[WORK REQUEST] Copy every line of the following data that includes the string "InvalidType".
-*-*-
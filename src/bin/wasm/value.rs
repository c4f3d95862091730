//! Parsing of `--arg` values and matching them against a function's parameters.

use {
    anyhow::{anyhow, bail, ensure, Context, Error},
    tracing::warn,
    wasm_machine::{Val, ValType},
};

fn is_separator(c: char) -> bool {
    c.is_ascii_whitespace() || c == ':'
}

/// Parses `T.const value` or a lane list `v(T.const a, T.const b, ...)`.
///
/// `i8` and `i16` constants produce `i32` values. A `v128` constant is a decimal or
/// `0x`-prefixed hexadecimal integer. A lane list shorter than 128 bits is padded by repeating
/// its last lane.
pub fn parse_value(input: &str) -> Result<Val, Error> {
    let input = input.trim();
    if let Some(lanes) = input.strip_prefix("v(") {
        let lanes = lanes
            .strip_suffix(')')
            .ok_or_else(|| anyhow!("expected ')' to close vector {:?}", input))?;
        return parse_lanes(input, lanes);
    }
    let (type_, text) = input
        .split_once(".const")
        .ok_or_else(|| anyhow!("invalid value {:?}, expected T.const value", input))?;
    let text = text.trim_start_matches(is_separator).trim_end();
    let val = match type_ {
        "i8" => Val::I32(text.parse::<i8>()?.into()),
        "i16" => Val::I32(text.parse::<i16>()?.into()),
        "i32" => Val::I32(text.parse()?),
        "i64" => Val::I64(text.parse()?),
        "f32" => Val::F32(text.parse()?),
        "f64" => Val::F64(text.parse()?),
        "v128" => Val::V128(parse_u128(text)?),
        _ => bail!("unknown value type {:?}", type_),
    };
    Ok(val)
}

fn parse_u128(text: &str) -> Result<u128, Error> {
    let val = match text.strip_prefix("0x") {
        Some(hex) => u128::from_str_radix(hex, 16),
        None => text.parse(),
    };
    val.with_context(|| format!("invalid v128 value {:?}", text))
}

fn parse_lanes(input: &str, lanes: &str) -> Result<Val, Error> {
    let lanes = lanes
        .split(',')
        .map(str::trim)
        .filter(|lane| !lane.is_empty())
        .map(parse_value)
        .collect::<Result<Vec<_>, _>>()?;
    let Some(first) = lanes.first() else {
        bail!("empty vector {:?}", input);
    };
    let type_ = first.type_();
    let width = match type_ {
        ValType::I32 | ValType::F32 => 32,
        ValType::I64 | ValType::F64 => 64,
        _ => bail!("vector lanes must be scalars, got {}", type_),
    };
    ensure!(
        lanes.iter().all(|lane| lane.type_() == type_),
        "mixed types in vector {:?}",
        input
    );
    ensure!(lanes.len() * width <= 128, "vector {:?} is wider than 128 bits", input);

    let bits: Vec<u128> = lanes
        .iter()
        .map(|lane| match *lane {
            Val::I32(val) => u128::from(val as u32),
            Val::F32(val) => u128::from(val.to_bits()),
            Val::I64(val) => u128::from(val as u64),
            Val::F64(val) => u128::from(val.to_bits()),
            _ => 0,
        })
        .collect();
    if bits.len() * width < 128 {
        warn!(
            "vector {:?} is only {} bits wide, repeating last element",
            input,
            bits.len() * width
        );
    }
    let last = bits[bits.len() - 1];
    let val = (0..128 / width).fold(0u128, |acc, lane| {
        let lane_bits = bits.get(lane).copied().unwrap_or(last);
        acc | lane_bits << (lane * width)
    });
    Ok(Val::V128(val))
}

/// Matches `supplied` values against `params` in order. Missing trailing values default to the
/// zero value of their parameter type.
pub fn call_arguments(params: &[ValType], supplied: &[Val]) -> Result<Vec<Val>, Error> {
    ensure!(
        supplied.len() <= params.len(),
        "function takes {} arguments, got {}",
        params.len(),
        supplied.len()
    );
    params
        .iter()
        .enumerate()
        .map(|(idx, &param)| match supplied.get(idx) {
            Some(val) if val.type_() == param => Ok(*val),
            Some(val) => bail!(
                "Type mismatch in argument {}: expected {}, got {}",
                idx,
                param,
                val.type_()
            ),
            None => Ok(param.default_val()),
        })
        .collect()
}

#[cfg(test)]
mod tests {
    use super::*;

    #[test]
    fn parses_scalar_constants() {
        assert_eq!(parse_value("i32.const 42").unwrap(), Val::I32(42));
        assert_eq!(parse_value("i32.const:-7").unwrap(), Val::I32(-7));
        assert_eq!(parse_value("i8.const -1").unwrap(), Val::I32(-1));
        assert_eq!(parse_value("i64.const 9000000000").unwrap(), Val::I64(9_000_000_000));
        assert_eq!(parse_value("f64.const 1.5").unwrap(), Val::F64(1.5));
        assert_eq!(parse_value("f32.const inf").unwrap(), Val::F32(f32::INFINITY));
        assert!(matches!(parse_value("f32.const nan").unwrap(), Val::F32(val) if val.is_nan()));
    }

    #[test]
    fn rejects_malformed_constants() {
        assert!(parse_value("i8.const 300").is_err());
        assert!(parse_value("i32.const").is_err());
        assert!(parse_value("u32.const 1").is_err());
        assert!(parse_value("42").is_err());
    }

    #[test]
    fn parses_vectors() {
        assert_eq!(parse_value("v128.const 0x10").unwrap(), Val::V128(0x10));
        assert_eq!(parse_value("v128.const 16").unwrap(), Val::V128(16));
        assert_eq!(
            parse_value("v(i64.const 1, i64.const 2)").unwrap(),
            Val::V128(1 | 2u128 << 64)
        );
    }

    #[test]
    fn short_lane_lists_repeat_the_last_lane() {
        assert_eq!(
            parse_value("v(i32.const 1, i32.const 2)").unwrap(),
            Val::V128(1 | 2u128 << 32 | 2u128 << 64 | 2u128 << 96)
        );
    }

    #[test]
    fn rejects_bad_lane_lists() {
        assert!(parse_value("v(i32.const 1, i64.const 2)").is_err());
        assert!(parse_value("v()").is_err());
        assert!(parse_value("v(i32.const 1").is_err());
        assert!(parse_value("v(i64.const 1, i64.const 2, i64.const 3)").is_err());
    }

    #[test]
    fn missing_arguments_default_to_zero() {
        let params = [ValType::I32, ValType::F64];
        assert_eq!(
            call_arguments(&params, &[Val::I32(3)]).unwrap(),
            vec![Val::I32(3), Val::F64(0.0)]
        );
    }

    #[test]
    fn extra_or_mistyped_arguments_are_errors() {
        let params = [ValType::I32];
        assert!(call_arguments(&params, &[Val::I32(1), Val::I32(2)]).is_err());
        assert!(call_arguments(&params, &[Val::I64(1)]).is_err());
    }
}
-*-*-
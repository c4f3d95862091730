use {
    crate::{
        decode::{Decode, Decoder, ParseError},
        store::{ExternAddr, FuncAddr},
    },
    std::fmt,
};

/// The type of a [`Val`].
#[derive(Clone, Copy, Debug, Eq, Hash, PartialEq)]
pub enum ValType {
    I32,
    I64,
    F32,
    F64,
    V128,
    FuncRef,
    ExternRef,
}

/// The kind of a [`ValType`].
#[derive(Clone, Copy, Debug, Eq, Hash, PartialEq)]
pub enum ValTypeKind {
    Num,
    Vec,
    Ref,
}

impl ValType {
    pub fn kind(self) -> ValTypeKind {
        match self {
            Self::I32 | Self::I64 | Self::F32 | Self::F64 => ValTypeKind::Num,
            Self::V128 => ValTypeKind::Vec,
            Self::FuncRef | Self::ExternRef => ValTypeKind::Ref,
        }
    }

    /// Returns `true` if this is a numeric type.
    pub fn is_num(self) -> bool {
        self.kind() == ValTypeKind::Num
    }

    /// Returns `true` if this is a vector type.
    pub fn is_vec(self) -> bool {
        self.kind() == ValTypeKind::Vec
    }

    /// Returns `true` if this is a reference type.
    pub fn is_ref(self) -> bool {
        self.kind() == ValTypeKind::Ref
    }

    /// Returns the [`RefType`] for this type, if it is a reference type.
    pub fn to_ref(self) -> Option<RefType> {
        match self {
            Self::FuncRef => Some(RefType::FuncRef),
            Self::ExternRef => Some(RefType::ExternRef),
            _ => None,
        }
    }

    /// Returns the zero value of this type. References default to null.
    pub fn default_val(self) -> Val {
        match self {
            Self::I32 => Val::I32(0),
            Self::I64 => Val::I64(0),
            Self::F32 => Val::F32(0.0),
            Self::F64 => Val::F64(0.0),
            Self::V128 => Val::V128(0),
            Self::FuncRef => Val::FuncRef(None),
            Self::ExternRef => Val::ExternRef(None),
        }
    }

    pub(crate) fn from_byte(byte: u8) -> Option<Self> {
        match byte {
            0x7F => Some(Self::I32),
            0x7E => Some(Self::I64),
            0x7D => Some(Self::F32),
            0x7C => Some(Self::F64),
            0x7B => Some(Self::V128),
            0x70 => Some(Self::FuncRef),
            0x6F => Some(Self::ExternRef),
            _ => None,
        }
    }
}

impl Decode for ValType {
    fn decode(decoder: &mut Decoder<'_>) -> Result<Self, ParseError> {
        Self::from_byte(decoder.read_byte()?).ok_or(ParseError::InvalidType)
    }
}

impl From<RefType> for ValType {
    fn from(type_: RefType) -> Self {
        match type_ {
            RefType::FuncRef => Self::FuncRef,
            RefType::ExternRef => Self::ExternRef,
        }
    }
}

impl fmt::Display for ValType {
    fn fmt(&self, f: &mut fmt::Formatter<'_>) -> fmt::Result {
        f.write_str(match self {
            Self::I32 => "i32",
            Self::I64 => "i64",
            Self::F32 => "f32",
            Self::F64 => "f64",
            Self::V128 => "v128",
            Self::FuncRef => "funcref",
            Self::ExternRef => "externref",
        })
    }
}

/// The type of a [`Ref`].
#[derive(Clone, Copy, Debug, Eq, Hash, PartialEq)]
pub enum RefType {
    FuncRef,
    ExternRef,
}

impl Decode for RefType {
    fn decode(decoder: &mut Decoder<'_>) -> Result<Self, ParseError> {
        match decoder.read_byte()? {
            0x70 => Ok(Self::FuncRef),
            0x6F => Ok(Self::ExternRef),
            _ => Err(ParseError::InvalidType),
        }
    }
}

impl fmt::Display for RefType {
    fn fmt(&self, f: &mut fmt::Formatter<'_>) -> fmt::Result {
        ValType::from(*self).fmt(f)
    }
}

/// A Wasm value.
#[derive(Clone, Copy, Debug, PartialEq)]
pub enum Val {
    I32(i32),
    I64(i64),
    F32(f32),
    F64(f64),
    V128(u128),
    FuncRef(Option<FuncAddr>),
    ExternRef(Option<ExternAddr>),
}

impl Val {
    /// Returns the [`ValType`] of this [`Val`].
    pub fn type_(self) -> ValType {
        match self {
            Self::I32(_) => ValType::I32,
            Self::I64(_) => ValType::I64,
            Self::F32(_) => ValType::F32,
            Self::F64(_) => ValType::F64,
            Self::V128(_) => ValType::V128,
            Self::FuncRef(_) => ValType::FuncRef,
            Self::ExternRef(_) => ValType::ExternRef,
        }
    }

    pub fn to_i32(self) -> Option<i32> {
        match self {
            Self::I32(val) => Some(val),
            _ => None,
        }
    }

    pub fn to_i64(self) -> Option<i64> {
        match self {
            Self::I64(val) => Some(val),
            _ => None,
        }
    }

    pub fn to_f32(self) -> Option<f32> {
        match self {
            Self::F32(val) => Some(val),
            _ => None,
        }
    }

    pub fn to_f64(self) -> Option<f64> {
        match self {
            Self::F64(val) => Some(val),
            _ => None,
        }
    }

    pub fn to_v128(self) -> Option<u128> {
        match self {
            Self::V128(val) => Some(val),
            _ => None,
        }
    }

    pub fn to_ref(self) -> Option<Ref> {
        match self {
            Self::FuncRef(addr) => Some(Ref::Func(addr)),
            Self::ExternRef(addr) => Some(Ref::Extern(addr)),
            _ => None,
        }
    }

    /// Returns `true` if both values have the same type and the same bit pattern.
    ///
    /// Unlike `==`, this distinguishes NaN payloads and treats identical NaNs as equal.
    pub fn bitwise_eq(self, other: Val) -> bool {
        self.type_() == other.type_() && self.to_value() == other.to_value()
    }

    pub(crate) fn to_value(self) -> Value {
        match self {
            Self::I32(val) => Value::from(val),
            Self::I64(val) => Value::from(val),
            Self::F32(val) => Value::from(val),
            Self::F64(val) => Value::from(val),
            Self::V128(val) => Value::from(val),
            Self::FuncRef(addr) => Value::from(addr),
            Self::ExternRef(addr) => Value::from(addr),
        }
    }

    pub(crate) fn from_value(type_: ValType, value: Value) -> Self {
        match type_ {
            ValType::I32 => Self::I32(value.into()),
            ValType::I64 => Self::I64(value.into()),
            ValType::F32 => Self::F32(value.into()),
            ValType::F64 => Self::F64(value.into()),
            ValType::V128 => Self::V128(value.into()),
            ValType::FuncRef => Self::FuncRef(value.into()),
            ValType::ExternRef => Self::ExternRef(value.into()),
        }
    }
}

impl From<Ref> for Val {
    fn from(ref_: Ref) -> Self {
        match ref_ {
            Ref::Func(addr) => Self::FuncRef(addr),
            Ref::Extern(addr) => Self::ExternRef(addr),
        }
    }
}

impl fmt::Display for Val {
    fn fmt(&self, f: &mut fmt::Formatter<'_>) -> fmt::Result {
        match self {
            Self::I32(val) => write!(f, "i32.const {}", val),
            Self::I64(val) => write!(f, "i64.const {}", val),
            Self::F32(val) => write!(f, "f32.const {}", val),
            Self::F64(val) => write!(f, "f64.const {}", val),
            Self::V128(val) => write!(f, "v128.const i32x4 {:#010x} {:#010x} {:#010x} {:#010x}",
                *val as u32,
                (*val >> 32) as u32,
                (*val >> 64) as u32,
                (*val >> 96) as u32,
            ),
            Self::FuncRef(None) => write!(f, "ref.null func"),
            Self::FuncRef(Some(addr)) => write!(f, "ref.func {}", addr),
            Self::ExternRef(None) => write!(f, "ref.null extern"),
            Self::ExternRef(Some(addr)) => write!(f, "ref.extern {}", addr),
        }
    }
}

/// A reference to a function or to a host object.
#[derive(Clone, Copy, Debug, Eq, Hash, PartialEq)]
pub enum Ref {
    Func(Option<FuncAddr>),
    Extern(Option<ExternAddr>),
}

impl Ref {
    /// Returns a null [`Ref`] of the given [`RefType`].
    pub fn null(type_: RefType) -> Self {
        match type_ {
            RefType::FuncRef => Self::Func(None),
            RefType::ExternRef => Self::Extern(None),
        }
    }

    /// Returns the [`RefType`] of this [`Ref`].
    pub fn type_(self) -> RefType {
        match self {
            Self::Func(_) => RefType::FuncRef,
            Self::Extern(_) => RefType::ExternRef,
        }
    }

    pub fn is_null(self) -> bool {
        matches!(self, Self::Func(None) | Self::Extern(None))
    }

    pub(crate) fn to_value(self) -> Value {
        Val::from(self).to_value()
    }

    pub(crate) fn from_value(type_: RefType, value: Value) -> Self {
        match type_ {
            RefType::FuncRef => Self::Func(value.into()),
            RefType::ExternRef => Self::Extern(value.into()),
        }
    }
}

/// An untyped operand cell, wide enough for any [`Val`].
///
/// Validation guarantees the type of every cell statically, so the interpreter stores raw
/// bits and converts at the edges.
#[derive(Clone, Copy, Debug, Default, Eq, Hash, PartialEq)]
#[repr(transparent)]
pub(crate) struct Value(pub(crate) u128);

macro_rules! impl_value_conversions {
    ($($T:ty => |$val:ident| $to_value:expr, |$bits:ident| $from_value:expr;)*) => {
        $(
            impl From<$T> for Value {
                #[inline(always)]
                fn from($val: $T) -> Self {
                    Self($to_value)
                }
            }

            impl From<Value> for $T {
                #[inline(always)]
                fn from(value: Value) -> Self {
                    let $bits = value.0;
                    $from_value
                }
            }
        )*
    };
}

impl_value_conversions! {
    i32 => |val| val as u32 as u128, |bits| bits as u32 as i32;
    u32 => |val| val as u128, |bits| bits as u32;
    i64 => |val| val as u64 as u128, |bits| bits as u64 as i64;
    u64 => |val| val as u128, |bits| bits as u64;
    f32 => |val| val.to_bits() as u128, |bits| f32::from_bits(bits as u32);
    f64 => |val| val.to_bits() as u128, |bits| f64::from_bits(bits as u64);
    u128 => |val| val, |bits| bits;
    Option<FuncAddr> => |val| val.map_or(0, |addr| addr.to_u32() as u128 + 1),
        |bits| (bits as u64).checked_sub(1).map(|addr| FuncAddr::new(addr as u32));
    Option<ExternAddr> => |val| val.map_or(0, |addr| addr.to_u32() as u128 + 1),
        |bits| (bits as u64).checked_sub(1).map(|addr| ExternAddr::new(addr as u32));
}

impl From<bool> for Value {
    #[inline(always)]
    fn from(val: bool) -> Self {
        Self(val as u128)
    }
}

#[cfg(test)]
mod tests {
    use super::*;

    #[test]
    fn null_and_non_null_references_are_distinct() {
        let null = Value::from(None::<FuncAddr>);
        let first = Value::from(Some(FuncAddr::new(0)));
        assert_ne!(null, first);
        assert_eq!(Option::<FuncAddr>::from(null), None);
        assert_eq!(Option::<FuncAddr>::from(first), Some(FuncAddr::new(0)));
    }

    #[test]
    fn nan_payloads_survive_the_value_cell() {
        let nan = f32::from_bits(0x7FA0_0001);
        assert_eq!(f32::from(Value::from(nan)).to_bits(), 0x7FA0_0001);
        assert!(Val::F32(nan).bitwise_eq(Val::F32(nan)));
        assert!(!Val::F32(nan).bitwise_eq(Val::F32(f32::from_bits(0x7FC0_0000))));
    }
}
-*-*-
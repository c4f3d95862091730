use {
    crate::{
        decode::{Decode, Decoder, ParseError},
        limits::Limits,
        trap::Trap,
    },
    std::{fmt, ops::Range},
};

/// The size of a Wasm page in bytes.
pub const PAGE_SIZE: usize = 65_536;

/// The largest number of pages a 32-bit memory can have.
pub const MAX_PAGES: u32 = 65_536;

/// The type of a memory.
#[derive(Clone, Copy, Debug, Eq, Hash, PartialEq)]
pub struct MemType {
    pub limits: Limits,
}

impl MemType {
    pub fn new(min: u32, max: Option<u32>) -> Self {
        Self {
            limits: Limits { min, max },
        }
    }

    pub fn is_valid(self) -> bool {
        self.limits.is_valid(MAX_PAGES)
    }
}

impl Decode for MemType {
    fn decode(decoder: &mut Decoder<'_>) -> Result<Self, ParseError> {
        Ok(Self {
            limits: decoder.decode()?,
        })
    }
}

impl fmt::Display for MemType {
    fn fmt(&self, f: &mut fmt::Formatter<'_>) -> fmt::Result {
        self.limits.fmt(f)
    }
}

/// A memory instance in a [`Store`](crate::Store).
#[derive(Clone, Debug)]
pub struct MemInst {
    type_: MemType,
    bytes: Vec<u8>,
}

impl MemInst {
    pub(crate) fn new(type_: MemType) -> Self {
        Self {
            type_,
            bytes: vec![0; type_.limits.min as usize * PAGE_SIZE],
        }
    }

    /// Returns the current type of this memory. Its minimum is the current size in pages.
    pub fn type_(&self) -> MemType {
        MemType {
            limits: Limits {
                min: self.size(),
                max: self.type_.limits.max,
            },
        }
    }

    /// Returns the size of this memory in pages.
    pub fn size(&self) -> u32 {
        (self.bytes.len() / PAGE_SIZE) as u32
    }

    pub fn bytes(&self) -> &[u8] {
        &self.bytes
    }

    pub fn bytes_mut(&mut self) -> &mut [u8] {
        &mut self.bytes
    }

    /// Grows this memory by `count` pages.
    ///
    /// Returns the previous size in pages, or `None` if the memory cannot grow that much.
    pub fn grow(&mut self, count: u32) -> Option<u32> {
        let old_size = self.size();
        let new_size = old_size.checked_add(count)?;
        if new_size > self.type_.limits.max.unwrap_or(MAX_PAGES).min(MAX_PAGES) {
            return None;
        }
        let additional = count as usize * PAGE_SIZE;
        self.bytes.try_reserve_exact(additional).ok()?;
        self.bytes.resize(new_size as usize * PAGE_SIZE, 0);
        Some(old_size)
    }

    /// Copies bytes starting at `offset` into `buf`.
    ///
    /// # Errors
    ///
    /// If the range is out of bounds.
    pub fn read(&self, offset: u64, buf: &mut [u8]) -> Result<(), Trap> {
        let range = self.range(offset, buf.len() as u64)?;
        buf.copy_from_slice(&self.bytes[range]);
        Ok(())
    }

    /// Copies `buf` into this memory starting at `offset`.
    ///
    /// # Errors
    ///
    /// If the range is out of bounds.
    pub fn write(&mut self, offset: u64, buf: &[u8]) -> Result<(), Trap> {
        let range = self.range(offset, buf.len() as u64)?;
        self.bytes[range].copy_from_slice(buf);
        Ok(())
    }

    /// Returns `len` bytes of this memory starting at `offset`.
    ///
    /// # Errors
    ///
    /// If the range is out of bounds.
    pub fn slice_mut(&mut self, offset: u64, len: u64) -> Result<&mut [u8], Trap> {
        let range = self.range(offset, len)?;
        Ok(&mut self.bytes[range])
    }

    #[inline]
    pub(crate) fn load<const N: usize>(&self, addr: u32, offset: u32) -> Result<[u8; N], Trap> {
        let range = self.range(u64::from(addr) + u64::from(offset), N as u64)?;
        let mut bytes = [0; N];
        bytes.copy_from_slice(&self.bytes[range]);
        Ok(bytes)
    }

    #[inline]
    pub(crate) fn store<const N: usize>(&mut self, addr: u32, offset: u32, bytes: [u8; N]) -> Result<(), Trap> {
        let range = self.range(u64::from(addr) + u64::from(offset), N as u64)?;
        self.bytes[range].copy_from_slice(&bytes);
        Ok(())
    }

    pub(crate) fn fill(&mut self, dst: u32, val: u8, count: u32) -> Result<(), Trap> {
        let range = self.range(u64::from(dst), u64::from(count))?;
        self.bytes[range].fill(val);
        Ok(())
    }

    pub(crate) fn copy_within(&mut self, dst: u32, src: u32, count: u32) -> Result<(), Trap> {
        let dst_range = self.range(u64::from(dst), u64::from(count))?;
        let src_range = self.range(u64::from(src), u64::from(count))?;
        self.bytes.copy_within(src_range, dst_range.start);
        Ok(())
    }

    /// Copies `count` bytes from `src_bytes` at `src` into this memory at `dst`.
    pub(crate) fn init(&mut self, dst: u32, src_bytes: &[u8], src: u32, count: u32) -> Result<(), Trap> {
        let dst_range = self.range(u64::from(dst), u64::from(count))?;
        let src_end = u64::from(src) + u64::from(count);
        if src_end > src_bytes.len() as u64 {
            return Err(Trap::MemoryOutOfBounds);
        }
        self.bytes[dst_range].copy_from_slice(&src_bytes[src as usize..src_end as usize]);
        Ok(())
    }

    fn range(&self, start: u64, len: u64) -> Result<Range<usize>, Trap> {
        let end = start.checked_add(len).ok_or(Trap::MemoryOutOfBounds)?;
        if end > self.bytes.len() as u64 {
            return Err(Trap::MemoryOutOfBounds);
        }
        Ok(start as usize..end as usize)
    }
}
-*-*-
[SOLUTION FOR THIS TASK]
        Self::from_byte(decoder.read_byte()?).ok_or(ParseError::InvalidType)
            _ => Err(ParseError::InvalidType),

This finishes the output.